Nasal and the Property Tree
Next, in addition to the complexity introduced by C++ and the application domains, there's Nasal. Finally, to tie it all together, loosely, the property tree. a global object, with individual data items of a key-value store actually stored in a tree because they are conceptually related. The property tree introduced complexity because items in it are not "owned", they're simply created at some point, in either C++, XML processing, or Nasal, and used wherever the data item is "needed". Connecting the dots through all the code based on identifying individual properties is not all that easy.
Where should I start? C++, Nasal or XML)
It's not clear from existing documentation the central role of Nasal scripting and the Property Tree are in the simulation. It's not just C++, Nasal, and the interface between them, understood as computer languages. Knowing the languages and interfaces themselves is vital, but even more important is understanding how scripting is used in FlightGear to create the simulation. If you are struggling as a newcomer to understand FlightGear's C++ code, understanding Nasal's role in driving parts of the simulation and the way it interacts with C++ code is probably one of the first things to do. It's what I'll be doing next.

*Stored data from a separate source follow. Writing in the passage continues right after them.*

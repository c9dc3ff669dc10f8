//! Stevedore Kube - Convergence and synchronization engine
//!
//! This crate provides:
//! - **Condition Watching**: Deadline-bounded waits over watch event streams
//! - **Deployment Reconciliation**: Fetch, merge, apply, roll out and wait
//! - **Supervisord Bootstrap**: Pod template mutation for in-place redeploys
//! - **Volume Management**: Claim mount/unmount with conflict retries
//! - **File Sync**: Streaming tar upload into a running pod
//!
//! Cluster access goes through the traits in [`session`]; [`client`]
//! implements them with kube-rs and [`mock`] in memory.

pub mod bootstrap;
pub mod client;
pub mod conditions;
pub mod env;
pub mod error;
pub mod mock;
pub mod openshift;
pub mod pipe;
pub mod reconcile;
pub mod resource;
pub mod session;
pub mod sync;
pub mod template;
pub mod volumes;
pub mod waits;
pub mod watch;

pub use bootstrap::{SupervisordBootstrapper, app_root_claim, strip_bootstrap, switch_source};
pub use client::{KubeExec, KubeImages, KubeObjects};
pub use conditions::{CompletionPredicate, revision_reached, rollout_complete};
pub use error::{KubeError, Result};
pub use mock::{MockExec, MockImages, MockObjects, OperationCounts};
pub use openshift::{Build, Project};
pub use reconcile::{DeploymentReconciler, MergePolicy, ReconcileOutcome};
pub use resource::{Kinded, ResourceKind, ResourceRef, Selector};
pub use session::{
    BuilderImages, EventType, ExecOutput, ObjectSession, ObservedEvent, RemoteExec, Rollouts,
    WatchSession,
};
pub use sync::{FileSyncStreamer, SyncManifest, SyncReport};
pub use volumes::{VolumeChanges, remove_claim_volume};
pub use waits::{
    wait_for_build, wait_for_pod, wait_for_project_deletion, wait_for_rollout, wait_for_secret,
};
pub use watch::{Condition, Verdict, await_condition};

FlightGear's DataFlow Diagram
There isn't one. Or rather, there is one, but it's virtual in the sense that no one used it as a design document; rather, it is constructible as a mental model from the observable workings of flightgear itself.`
Part of understanding any body of code is to be able to identify how data flows through the application. Dataflows are usually represented as arrows of various widths. The arrows are messages flowing between parts of an application. The larger the arrow, the more data items in that data flow. Knowing what is in each of those flows is important to understanding how the application works.
In FlightGear's C++ code, there are, of course, classes and objects that represent some dataflows. There's a problem, though. Many of the classes are about processing data into ad-hoc structures within the property tree. How can we define a data flow for these ad-hoc structures? (Note: need a way to describe two dataflows. The one that creates the infrastructure as properties in the tree, and a second one implied by the existence of the property.)

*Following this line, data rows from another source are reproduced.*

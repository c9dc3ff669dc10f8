//! Container port strings (`8080`, `8080/TCP`, `53/udp`)

use std::fmt;

use crate::error::{CoreError, Result};

/// Transport protocol of an exposed port
#[derive(Debug, Clone, Copy, PartialEq, Eq)]
pub enum Protocol {
    Tcp,
    Udp,
}

impl Protocol {
    /// Kubernetes spelling (`TCP` / `UDP`)
    pub fn as_str(&self) -> &'static str {
        match self {
            Protocol::Tcp => "TCP",
            Protocol::Udp => "UDP",
        }
    }
}

impl fmt::Display for Protocol {
    fn fmt(&self, f: &mut fmt::Formatter<'_>) -> fmt::Result {
        f.write_str(self.as_str())
    }
}

/// A parsed port declaration
#[derive(Debug, Clone, Copy, PartialEq, Eq)]
pub struct PortSpec {
    pub number: i32,
    pub protocol: Protocol,
}

impl PortSpec {
    /// Parse `<number>[/<protocol>]`, protocol defaults to TCP
    pub fn parse(input: &str) -> Result<Self> {
        let invalid = |reason: &str| CoreError::InvalidPort {
            input: input.to_string(),
            reason: reason.to_string(),
        };

        let splits: Vec<&str> = input.split('/').collect();
        let (number, protocol) = match splits.as_slice() {
            [number] => (*number, Protocol::Tcp),
            [number, proto] => {
                let protocol = match proto.to_ascii_uppercase().as_str() {
                    "TCP" => Protocol::Tcp,
                    "UDP" => Protocol::Udp,
                    _ => return Err(invalid("invalid port protocol")),
                };
                (*number, protocol)
            }
            _ => return Err(invalid("expected <number>[/<protocol>]")),
        };

        let number: i32 = number
            .parse()
            .map_err(|_| invalid("invalid port number"))?;

        Ok(Self { number, protocol })
    }

    /// Parse a list of port strings
    pub fn parse_all<S: AsRef<str>>(inputs: &[S]) -> Result<Vec<Self>> {
        inputs.iter().map(|p| Self::parse(p.as_ref())).collect()
    }

    /// Port name as used on the container, e.g. `8080-tcp`
    pub fn name(&self) -> String {
        format!(
            "{}-{}",
            self.number,
            self.protocol.as_str().to_ascii_lowercase()
        )
    }
}

#[cfg(test)]
mod tests {
    use super::*;

    #[test]
    fn test_parse_default_protocol() {
        let port = PortSpec::parse("8080").unwrap();
        assert_eq!(port.number, 8080);
        assert_eq!(port.protocol, Protocol::Tcp);
        assert_eq!(port.name(), "8080-tcp");
    }

    #[test]
    fn test_parse_udp_case_insensitive() {
        let port = PortSpec::parse("53/udp").unwrap();
        assert_eq!(port.protocol, Protocol::Udp);
        assert_eq!(port.name(), "53-udp");
    }

    #[test]
    fn test_parse_errors() {
        assert!(PortSpec::parse("abc").is_err());
        assert!(PortSpec::parse("80/SCTP").is_err());
        assert!(PortSpec::parse("80/tcp/x").is_err());
    }

    #[test]
    fn test_parse_all_stops_on_error() {
        assert_eq!(PortSpec::parse_all(&["80", "443/TCP"]).unwrap().len(), 2);
        assert!(PortSpec::parse_all(&["80", "nope"]).is_err());
    }
}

There is no C++ class for an Altimeter or a Heading Indicator. Instead, these are represented by a set of properties and data loaded via XML and other formats. The numerical data, stored in the property tree has a path indicating that the properties underneath a node are for the altimeter or the heading indicator. The actual paths in this case are /instrumentation/altimeter and /instrumentation/heading-indicator. Each node in the tree can have properties as child nodes, as well as child nodes that contain additional properties, such as /instrumentation/heading-indicator/gyro. Usually, only the lear nodes of th e tree
Properties are created on the fly, once the property tree's root node is instantiated. Properties are specified in XML data, created by a Nasal script, or by C++ code. The actual property mechanism is implemented in a C++ class.
After they are created, properties are used as needed from Nasal scripts and C++ code, and finally destroyed by a destructor in C++. However, none of that is traceable as a data flow. IDEs are great at connecting elements of code to their definitions and usage, but when we use a data store like the property tree, the connection can't be found by the IDE. These data flows through the property tree mechanisms are a real part of the FlightGear Application, but we have no easy way to visualise them. Any visualization is mentally constructed over time by developers' experiences, as they examine and step through code.